MIL Speech Seminars 2003-2004

The MIL Speech Seminar series schedule for the Michaelmas Term 2003 was as follows:

October 21st 2003	Gunnar Evermann (MIL)	Designing Fast LVCSR Systems	Large vocabulary speech recognition systems often require very significant amounts of compute time to achieve state-of-the-art recognition accuracy. This is true in particular for the large systems developed for the annual US government sponsored LVCSR evaluations. Typical these systems will run around 200 times slower than real time (200xRT).
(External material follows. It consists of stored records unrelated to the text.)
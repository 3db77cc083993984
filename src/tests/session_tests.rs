#[cfg(test)]
mod tests {
    use crate::components::{Board, Cell, Position, TetrominoType};
    use crate::game::{BOARD_HEIGHT, BOARD_WIDTH};
    use crate::session::*;
    use crate::tests::test_utils::{
        TEST_SEED, block_spawn_area, fill_row_except, place_piece, started_session,
    };

    fn drop_until_landed(session: &mut GameSession) -> (usize, DropOutcome) {
        let mut falls = 0;
        loop {
            match session.move_down() {
                DropOutcome::Falling => falls += 1,
                outcome => return (falls, outcome),
            }
        }
    }

    #[test]
    fn test_new_session_not_started() {
        let session = GameSession::with_seed(TEST_SEED);
        assert_eq!(session.state(), SessionState::NotStarted);
        assert!(session.current_piece.is_none());
        assert_eq!(session.score, 0);
        assert_eq!(session.level, 1);
        assert!(session.board.is_empty());
    }

    #[test]
    fn test_start_spawns_centered_piece() {
        let session = started_session();
        assert_eq!(session.state(), SessionState::Playing);

        let piece = session.current_piece.as_ref().expect("piece after start");
        assert_eq!(piece.position, Position { x: 4, y: 0 });
        assert_eq!(piece.shape, piece.tetromino_type.shape());
    }

    #[test]
    fn test_start_resets_previous_game() {
        let mut session = started_session();
        session.score = 2500;
        session.level = 3;
        session.lines_cleared = 12;
        fill_row_except(&mut session.board, 19, &[0]);

        session.start();

        assert_eq!(session.score, 0);
        assert_eq!(session.level, 1);
        assert_eq!(session.lines_cleared, 0);
        assert!(session.board.is_empty());
        assert!(session.is_playing());
    }

    #[test]
    fn test_init_board_clears_cells() {
        let mut session = started_session();
        fill_row_except(&mut session.board, 10, &[]);
        session.init_board();

        assert!(session.board.is_empty());
        assert_eq!(session.board.rows.len(), BOARD_HEIGHT);
        assert_eq!(session.board.width, BOARD_WIDTH);
    }

    #[test]
    fn test_seeded_sessions_spawn_the_same_sequence() {
        let mut a = GameSession::with_seed(99);
        let mut b = GameSession::with_seed(99);
        a.start();
        b.start();

        for _ in 0..20 {
            a.spawn_piece();
            b.spawn_piece();
            let type_a = a.current_piece.as_ref().map(|p| p.tetromino_type);
            let type_b = b.current_piece.as_ref().map(|p| p.tetromino_type);
            assert_eq!(type_a, type_b);
        }
    }

    #[test]
    fn test_try_move_commits_valid_move() {
        let mut session = started_session();
        place_piece(&mut session, TetrominoType::T, 4, 5);

        assert!(session.move_left());
        assert!(session.move_right());
        assert!(session.move_right());
        assert!(session.try_move(0, 1));

        let piece = session.current_piece.as_ref().unwrap();
        assert_eq!(piece.position, Position { x: 5, y: 6 });
    }

    #[test]
    fn test_rejected_move_leaves_state_untouched() {
        let mut session = started_session();
        place_piece(&mut session, TetrominoType::O, 0, 10);
        session.board.set(2, 11, Cell::Filled);

        let before = session.clone();

        // Wall on the left, filled cell on the right
        assert!(!session.move_left());
        assert!(!session.move_right());
        assert!(!session.try_move(0, 20));

        assert_eq!(session.current_piece, before.current_piece);
        assert_eq!(session.board, before.board);
        assert_eq!(session.score, before.score);
    }

    #[test]
    fn test_try_move_with_rejects_colliding_shape() {
        let mut session = started_session();
        place_piece(&mut session, TetrominoType::I, 3, 19);

        let vertical = TetrominoType::I.shape().rotated_clockwise();
        assert!(!session.try_move_with(0, 0, vertical));

        let piece = session.current_piece.as_ref().unwrap();
        assert_eq!(piece.shape, TetrominoType::I.shape());
        assert_eq!(piece.position, Position { x: 3, y: 19 });
    }

    #[test]
    fn test_free_piece_rotated_four_times_returns_to_original() {
        for tetromino_type in TetrominoType::ALL {
            let mut session = started_session();
            place_piece(&mut session, tetromino_type, 4, 8);
            let original = session.current_piece.clone().unwrap();

            for _ in 0..4 {
                assert!(session.rotate(), "{tetromino_type:?} should rotate freely");
            }

            assert_eq!(session.current_piece, Some(original));
        }
    }

    #[test]
    fn test_rotation_without_wall_kick_is_rejected() {
        let mut session = started_session();

        // A flat I on the floor has no room to stand up
        place_piece(&mut session, TetrominoType::I, 3, 19);
        assert!(!session.rotate());
        assert_eq!(
            session.current_piece.as_ref().unwrap().shape,
            TetrominoType::I.shape()
        );

        // A vertical I against the right wall cannot lie down
        place_piece(&mut session, TetrominoType::I, 9, 5);
        session.current_piece.as_mut().unwrap().shape =
            TetrominoType::I.shape().rotated_clockwise();
        assert!(!session.rotate());
        assert_eq!(session.current_piece.as_ref().unwrap().position.x, 9);
    }

    #[test]
    fn test_i_piece_falls_nineteen_rows_then_lands() {
        let mut session = started_session();
        place_piece(&mut session, TetrominoType::I, 3, 0);

        let (falls, outcome) = drop_until_landed(&mut session);

        assert_eq!(falls, 19);
        assert_eq!(outcome, DropOutcome::Landed { lines_cleared: 0 });
        for x in 3..7 {
            assert_eq!(session.board.cell(x, 19), Some(Cell::Filled));
        }
        assert_eq!(session.board.rows[19].iter().filter(|c| c.is_filled()).count(), 4);

        // Nothing else to clear and a new piece is falling
        assert_eq!(session.clear_lines(), 0);
        assert!(session.is_playing());
        assert_eq!(
            session.current_piece.as_ref().unwrap().position,
            Position { x: 4, y: 0 }
        );
    }

    #[test]
    fn test_single_line_clear_scores_by_level() {
        let mut session = started_session();
        fill_row_except(&mut session.board, 19, &[3, 4, 5, 6]);
        place_piece(&mut session, TetrominoType::I, 3, 0);

        let (_, outcome) = drop_until_landed(&mut session);

        assert_eq!(outcome, DropOutcome::Landed { lines_cleared: 1 });
        assert_eq!(session.score, 40);
        assert_eq!(session.level, 1);
        assert_eq!(session.lines_cleared, 1);
        assert!(session.board.is_empty());
    }

    #[test]
    fn test_line_clear_at_higher_level() {
        let mut session = started_session();
        session.score = 1500;
        session.level = 2;
        fill_row_except(&mut session.board, 19, &[0, 1]);
        fill_row_except(&mut session.board, 18, &[0, 1]);
        place_piece(&mut session, TetrominoType::O, 0, 0);

        let (_, outcome) = drop_until_landed(&mut session);

        assert_eq!(outcome, DropOutcome::Landed { lines_cleared: 2 });
        assert_eq!(session.score, 1500 + 100 * 2);
        assert_eq!(session.level, 2);
    }

    #[test]
    fn test_drops_without_clears_keep_score() {
        let mut session = started_session();

        for _ in 0..5 {
            let (_, outcome) = drop_until_landed(&mut session);
            assert_eq!(outcome, DropOutcome::Landed { lines_cleared: 0 });
        }

        assert_eq!(session.score, 0);
        assert_eq!(session.level, 1);
        assert!(session.is_playing());
        assert!(!session.board.is_empty());
    }

    #[test]
    fn test_score_for_table() {
        let mut session = started_session();

        assert_eq!(session.score_for(0), 0);
        assert_eq!(session.score_for(1), 40);
        assert_eq!(session.score_for(2), 100);
        assert_eq!(session.score_for(3), 300);
        assert_eq!(session.score, 440);
        assert_eq!(session.level, 1);

        // 440 + 1200 crosses into level 2
        assert_eq!(session.score_for(4), 1200);
        assert_eq!(session.score, 1640);
        assert_eq!(session.level, 2);

        // Points now double
        assert_eq!(session.score_for(1), 80);
        assert_eq!(session.score, 1720);
    }

    #[test]
    fn test_level_tracks_score_after_every_update() {
        let mut session = started_session();
        let sequence = [1, 4, 0, 2, 3, 4, 4, 1, 2, 4, 3, 4, 4, 4];

        for lines in sequence {
            session.score_for(lines);
            assert_eq!(session.level, session.score / 1000 + 1);
        }
        assert!(session.level > 1);
    }

    #[test]
    fn test_blocked_spawn_ends_game() {
        let mut session = started_session();
        block_spawn_area(&mut session.board);
        place_piece(&mut session, TetrominoType::O, 0, 18);

        let outcome = session.move_down();

        assert_eq!(outcome, DropOutcome::Landed { lines_cleared: 0 });
        assert_eq!(session.state(), SessionState::GameOver);
        assert!(session.is_game_over());
    }

    #[test]
    fn test_game_over_rejects_every_mutation() {
        let mut session = started_session();
        block_spawn_area(&mut session.board);
        place_piece(&mut session, TetrominoType::O, 0, 18);
        session.move_down();
        assert!(session.is_game_over());

        let board: Board = session.board.clone();
        let piece = session.current_piece.clone();
        let score = session.score;

        assert!(!session.move_left());
        assert!(!session.move_right());
        assert!(!session.rotate());
        assert!(!session.try_move(0, 1));
        assert_eq!(session.move_down(), DropOutcome::Inactive);

        assert_eq!(session.board, board);
        assert_eq!(session.current_piece, piece);
        assert_eq!(session.score, score);

        // Starting again leaves the terminal state
        session.start();
        assert!(session.is_playing());
    }

    #[test]
    fn test_not_started_session_ignores_moves() {
        let mut session = GameSession::with_seed(TEST_SEED);
        assert!(!session.move_left());
        assert!(!session.rotate());
        assert_eq!(session.move_down(), DropOutcome::Inactive);
        assert_eq!(session.state(), SessionState::NotStarted);
    }

    #[test]
    fn test_snapshot_marks_board_and_piece() {
        let mut session = started_session();
        session.board.set(0, 19, Cell::Filled);
        place_piece(&mut session, TetrominoType::O, 4, 10);
        let board_before = session.board.clone();

        let snapshot = session.snapshot_with_active_piece();

        assert_eq!(snapshot.width, BOARD_WIDTH);
        assert_eq!(snapshot.height, BOARD_HEIGHT);
        assert_eq!(snapshot.cells().count(), BOARD_WIDTH * BOARD_HEIGHT);
        assert_eq!(snapshot.get(0, 19), Some(CellView::Filled));
        for (x, y) in [(4, 10), (5, 10), (4, 11), (5, 11)] {
            assert_eq!(snapshot.get(x, y), Some(CellView::Active));
        }
        assert_eq!(snapshot.cells().filter(|c| *c == CellView::Active).count(), 4);
        assert_eq!(snapshot.cells().filter(|c| *c == CellView::Filled).count(), 1);

        // Reading never writes the piece into the board
        assert_eq!(session.board, board_before);
    }

    #[test]
    fn test_snapshot_clamps_piece_above_board() {
        let mut session = started_session();
        place_piece(&mut session, TetrominoType::T, 4, -1);

        let snapshot = session.snapshot_with_active_piece();

        // Only the T's lower stem is on the board
        assert_eq!(snapshot.cells().filter(|c| *c == CellView::Active).count(), 1);
        assert_eq!(snapshot.get(5, 0), Some(CellView::Active));
    }
}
Recently, there has been increased interest in building LVCSR systems designed to run much faster, for example in less than 10xRT. Developing fast systems with state-of-the-art recognition performance is explicitly one of the aims of the DARPA EARS project. This seminar will give a brief overview of the work funded under the DARPA EARS project at CUED and describe the structure and components of a typical evaluation-style LVCSR system before discussing the "fast" (less than 10xRT) systems developed for the Broadcast News and Conversational Telephone Speech tasks. Results on the official Rich Transcription evaluation test conducted earlier this year will be presented.
November 4th 2003	Lan Wang (MIL)	Discriminative Speaker Adaptive Training	Speaker Adaptive Training (SAT) applies speaker-specific training-set transforms in the HMM parameter optimization to improve the speaker-independent acoustic models (the canonical models). The use of discriminative training criteria for Speaker Adaptive Training (SAT) has been investigated, where both the transform generation and model parameter estimation are estimated using the minimum phone error (MPE) criterion. In a similar fashion to the use of I-smoothing for standard MPE training, a smoothing technique is introduced to avoid over-training when optimizing MPE-based feature-space transforms. Experiments on a Conversational Telephone Speech (CTS) transcription task demonstrate that MPE-based SAT models can reduce the word error rate over non-SAT MPE models by 1.0\% absolute, after lattice-based MLLR adaptation. Moreover, a simplified implementation of MPE-SAT with the use of constrained MLLR, in place of MPE-estimated transforms, is also discussed.
November 18th 2003	Nick Hughes (Robotics Research Group, Oxford)	Probabilistic Models for Automated ECG Interval Analysis	The electrocardiogram (ECG) is an important non-invasive tool for assessing the condition of the heart. By examining the ECG signal in detail it is possible to derive a number of informative measurements from the characteristic ECG waveform. Perhaps the most important of these measurements is the "QT interval", which plays a crucial role in clinical drug trials. In particular, drug-induced prolongation of the QT interval (known as long QT syndrome) can result in a very fast abnormal heart rhythm which is often followed by sudden cardiac death. Failure to detect long QT syndrome is a serious issue, which has recently received significant media attention due to the unexpected side-effects of the antihistamine Triludan. In addition, the genetic form of long QT syndrome is believed to be responsible for the death of the footballer Marc Vivien-Foe during this summer's Confederations Cup. In this talk I will describe my work on developing probabilistic models for automatically segmenting ECG waveforms into their constituent waveform features. I will show how wavelet methods, and in particular the undecimated wavelet transform, can be used to provide a representation of the ECG which is more appropriate for subsequent modelling. I will then examine the use of hidden Markov models for segmenting the resulting wavelet coefficients, and show that the state durations implicit in a standard HMM are ill-suited to those of real ECG features. This motivates the use of hidden semi-Markov models which provide improved duration modelling and a more robust segmentation. Finally i will discuss how these models can be adapted to changes in the patient's heart rate.
November 25th 2003	Ricky Chan (MIL)	Lightly Supervised Discriminative Training	In state-of-the-art large vocabulary continuous speech recognition (LVCSR) systems, large amounts of acoustic training data are required for estimating the model parameters robustly. To produce high quality manual transcriptions for the acoustic training data, however, is very time consuming and expensive and thus limits the audio data that can be used. Therefore, it is interesting to use large amounts of low cost training data transcriptions for acoustic model training - Lightly supervised training. In this seminar, I will present lightly supervised discriminative training with large amounts of broadcast news data for which only partially correct closed caption transcriptions are available. In particular, language models biased to the closed-caption transcripts are used to recognise the audio data, and the recognised transcripts are then used as the training transcriptions for acoustic model training. A range of experiments that use maximum likelihood (ML) training as well as discriminative training based on either maximum mutual information (MMI) or minimum phone error (MPE) will be presented. In a 5xRT broadcast news transcription system that includes adaptation, it is shown that reductions in word error rate (WER) in the range of 1% absolute can be achieved. Finally, some experiments on training data selection will be presented to compare different methods of "filtering" the transcripts.